1947 und 1948 wurde eine zweite Welle von neuen Professoren berufen. Mit Joseph Winternitz berief die DVV-Leitung einen engagierten Vertreter des Marxismus, der Einführungen in die marxistische Politische Ökonomie anbieten konnte (Hesse und Rischbieter 2010). Winternitz stellte Anträge zur Erteilung von Lehrauftragen für Eva Altmann, Grete Wittkowski, Greta Kucknoff, und Willi Rumpf. Friedrich Lenz (Wirtschaftspolitik und Wirtschaftsplanung) und Heinz Sanke (Wirtschaftsgeographie) stärkten seit 1947 die volkswirtschaftlichen Institute gegenüber den traditionellen Betriebswirtschaftlern. Lenz forschte schon in den 1930er Jahren zur Planwirtschaft, war dennoch bürgerlich insofern er auf das Privateigentum beharrte (Zschaler 1984: 68-77). Zu diesem Zeitpunkt wurden auch wieder ehemalige Mitglieder der NSDAP aufgenommen (Konrad Mellerowicz und Richard Müller-Freienfels) sowie Anhänger der SPD. Hierunter war Karl Steinhoff, der von den Nationalsozialisten 1932 in den Vorruhestand geschickt, und Jahre später von Stalin als Ministerpräsident Brandenburgs zwangspensioniert wurde. Auch Ernst Schellenberg war ein SPD Anhänger. Weniger politisch motivierte Neuberufungen waren Walter Moede 1950 (Arbeitspsychologie) und der aus der Finanzverwaltung stammende Ernst Kaemmel 1949 (Steuerrecht). Richard Fuchs war für den Lehrstuhl Wirtschaftspädagogik vorgesehen. Damit war die 1. Phase der Umstrukturierung der Wirtschaftswissenschaften nahezu abgeschlossen. Nach diesen politisch nicht nur sowjetloyalen Berufungen der 1. Phase der Umstrukturierungen schrieb Kuczynski 1947 in seinem Aufsatz „Soll eine Universitätslehrer Propaganda betrieben?“: „Auf die Katheder unserer Universitäten aber gehören Professoren, Bekenner eines demokratischen Deutschland“ (1947).
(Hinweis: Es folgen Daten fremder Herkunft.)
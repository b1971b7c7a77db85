//! Adapter selection predicates.
//!
//! A small boolean language over adapter metadata, used to pick the adapters
//! that participate in an aggregate view:
//!
//! ```text
//! lang:en+!type:private,group:favorites
//! ```
//!
//! `,` is OR (loosest), `+` is AND, a leading `!` negates (tightest). Atoms are
//! `keyword:argument`, where the keyword is looked up in a [`KeywordRegistry`].

mod keywords;
mod parser;
mod registry;

pub use registry::{KeywordBuilder, KeywordRegistry};

use std::fmt;
use std::sync::Arc;

use thiserror::Error;

use crate::adapter::AdapterMetadata;

/// Errors raised while registering keywords or parsing expressions.
///
/// These are configuration-time errors and should abort setup.
#[derive(Debug, Clone, Error, PartialEq, Eq)]
pub enum PredicateError {
    #[error("Malformed filter expression '{expression}': {reason}")]
    Malformed { expression: String, reason: String },

    #[error("Invalid argument '{argument}' for keyword '{keyword}', expected one of: {expected}")]
    InvalidArgument {
        keyword: String,
        argument: String,
        expected: String,
    },

    #[error("Keyword already registered: {0}")]
    DuplicateKeyword(String),

    #[error("Invalid keyword name: '{0}'")]
    InvalidKeyword(String),
}

impl PredicateError {
    pub(crate) fn invalid_argument(keyword: &str, argument: &str, expected: &[&str]) -> Self {
        Self::InvalidArgument {
            keyword: keyword.to_string(),
            argument: argument.to_string(),
            expected: expected.join("|"),
        }
    }
}

/// A stateless, reusable test over adapter metadata.
#[derive(Clone)]
pub struct Predicate(Arc<dyn Fn(&AdapterMetadata) -> bool + Send + Sync>);

impl Predicate {
    pub fn new<F>(f: F) -> Self
    where
        F: Fn(&AdapterMetadata) -> bool + Send + Sync + 'static,
    {
        Self(Arc::new(f))
    }

    /// A predicate that ignores the adapter.
    pub fn constant(value: bool) -> Self {
        Self::new(move |_| value)
    }

    pub fn matches(&self, adapter: &AdapterMetadata) -> bool {
        (self.0)(adapter)
    }

    pub fn and(self, other: Predicate) -> Self {
        Self::new(move |a| self.matches(a) && other.matches(a))
    }

    pub fn or(self, other: Predicate) -> Self {
        Self::new(move |a| self.matches(a) || other.matches(a))
    }

    pub fn negate(self) -> Self {
        Self::new(move |a| !self.matches(a))
    }
}

impl fmt::Debug for Predicate {
    fn fmt(&self, f: &mut fmt::Formatter<'_>) -> fmt::Result {
        f.write_str("Predicate(<fn>)")
    }
}

#[cfg(test)]
mod tests {
    use super::*;

    #[test]
    fn test_combinators() {
        let adapter = AdapterMetadata::new("x");
        let t = Predicate::constant(true);
        let f = Predicate::constant(false);

        assert!(t.clone().or(f.clone()).matches(&adapter));
        assert!(!t.clone().and(f.clone()).matches(&adapter));
        assert!(f.negate().matches(&adapter));
        assert!(!t.negate().matches(&adapter));
    }

    #[test]
    fn test_error_display() {
        let err = PredicateError::invalid_argument("status", "sick", &["healthy", "failing"]);
        assert_eq!(
            err.to_string(),
            "Invalid argument 'sick' for keyword 'status', expected one of: healthy|failing"
        );
    }
}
Die Fakultät war in den ersten 5 Nachkriegsjahren keine politische Parteischule. Neben dem Erwerb von juristischen, statistischen, pädagogischen und wirtschaftstheoretischen Kenntnissen wurde die ideologische Ausbildung Teil des Studiums ohne dieses zu durchdringen. Entnazifizierung und Sowjetisierung waren durch Jahre getrennt. Laut Wollmann konnte man die Fakultät zwischen 1946 und 1951 sogar „bürgerlich“ nennen (2010: 4). Dies änderte sich jedoch mit dem Abgang der ersten Generation von Professoren und vor allem mit der II. Hochschulreform.
Im August 1951 erhielt die Berliner Universität den Namen „Humboldt-Universität“. Auch um die Distanz zur jüngsten NS-Vergangenheit zu betonen. Dennoch wurde der Humboldtsche Geist der Selbstverwaltung nicht wieder aufgenommen, was spätestens mit der II. Hochschulreform 1951 vielen „bürgerlichen“ Professoren deutliche wurde.